Любой хороший криминалист, осматривая место преступления, сразу определит, какие улики требуют особой сохранности: легко испаряющиеся, смываемые дождевой водой, разносимые ветром – а самые очевидные, например пистолет с буквально дымящимся дулом, можно оставить на потом.
Как любил повторять Линкольн Райм: если место происшествия защищено, оттуда уже ничего никуда не денется.
Сакс осмотрела обе резиденции Бойда – конспиративную квартиру и дом на противоположной стороне улицы. Сняла отпечатки пальцев, собрала роликом трасологические образцы, взяла пробы из унитаза для ДНК-анализа, сняла стружку с пола и мебели, вырезала лоскутки из ковров для исследования ворсинок, сделала полную фото- и видеосъемку всех помещений. Покончив с этим, она принялась за более крупное и очевидное. Кислоту с цианидом распорядилась отправить в спецхранилище для опасных улик в Бронксе, осмотрела самодельное взрывное устройство, встроенное в радиоприемник.

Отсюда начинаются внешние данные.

use super::Policy;

use rand::rngs::SmallRng;

/// Always pulls the environment's latent best arm. This is the reference
/// policy the regret baseline is checked against: its cumulative regret is
/// identically zero.
#[derive(Clone, Debug)]
pub struct Oracle {
    best: usize,
}

impl Oracle {
    pub fn new(best: usize) -> Self {
        Self { best }
    }
}

impl Policy for Oracle {
    fn choose(&mut self, _t: usize, _rng: &mut SmallRng) -> usize {
        self.best
    }

    fn update(&mut self, _arm: usize, _reward: f64) {}
}
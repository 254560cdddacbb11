mod monte_carlo;
mod regret;
mod sim;

pub use monte_carlo::{Experiment, RegretCurve, RegretMatrix, RegretReport};
pub use regret::cumulative_regret;
pub use sim::{simulate, Trace};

Сделала опись оружия и боеприпасов, пачек наличности, мотков веревки, инструментов и других предметов, которые могли оказаться полезными для расследования.
Наконец Сакс взяла в руки белый конвертик, оставленный на полке у входной двери в конспиративной квартире.
Внутри лежал только один листок.
Она прочитала записку. И не сдержала небольшого смешка. Снова ее перечитала.
Набирая телефон Райма, Сакс подумала: «Вот тебе раз, как же мы ошибались».
– Итак, – сказал Райм Куперу, глядя на компьютерный монитор. – Готов поставить сотню баксов, что снова обнаружится чистый углерод, как на карте, найденной на Элизабет-стрит. Кто-нибудь хочет принять мою ставку?
– Поздно, – ответил Купер. Спектрометр пискнул, на экране появились результаты анализа. – Хотя спорить я все равно бы не стал. – Он поправил очки. – Углерод, разумеется, есть. Сто процентов.
Углерод. Которого много в древесном угле, пепле и целом ряде других материалов.
Но углерод может означать и алмазную пыль.
– Каким там сейчас выражением принято оскорблять слух в деловых кругах? – Райм, похоже, вновь пребывал в приподнятом настроении.
Нет, в главном они не ошиблись: киллером был именно Бойд. Промашка вышла с мотивом. Все их рассуждения насчет заговора вокруг Четырнадцатой поправки оказались ложными.
Женеву Сеттл приговорили к смерти за то, что она увидела подготовку к ограблению ювелирной биржи.
В письме, найденном Амелией на конспиративной квартире Бойда, имелся схематичный план зданий в центре Манхэттена, включая Музей афроамериканской истории. В записке говорилось следующее:
Чернокожий девушка, пятый этаж в этот окно. 2 октебря около 08:30. Видел мой грузовой фургон когда он стоял за Ювелирный биржа. Видел много чтобы догадатся о планах меня. Убей ее.
Библиотечное окно рядом с аппаратом для чтения микрофиш, за которым сидела Женева, когда на нее напали, было обведено кружком.
Вдобавок к орфографическим ошибкам необычным был и сам текст записки, что любому криминалисту только на руку. Райм велел Куперу отослать копию Паркеру Кинкейду, некогда фэбээровскому эксперту, а ныне – частному детективу. К Кинкейду иногда обращались с прежнего места службы, когда требовалась консультация по анализу почерка и документов. В ответном сообщении Кинкейд пообещал связаться сразу, как только сможет.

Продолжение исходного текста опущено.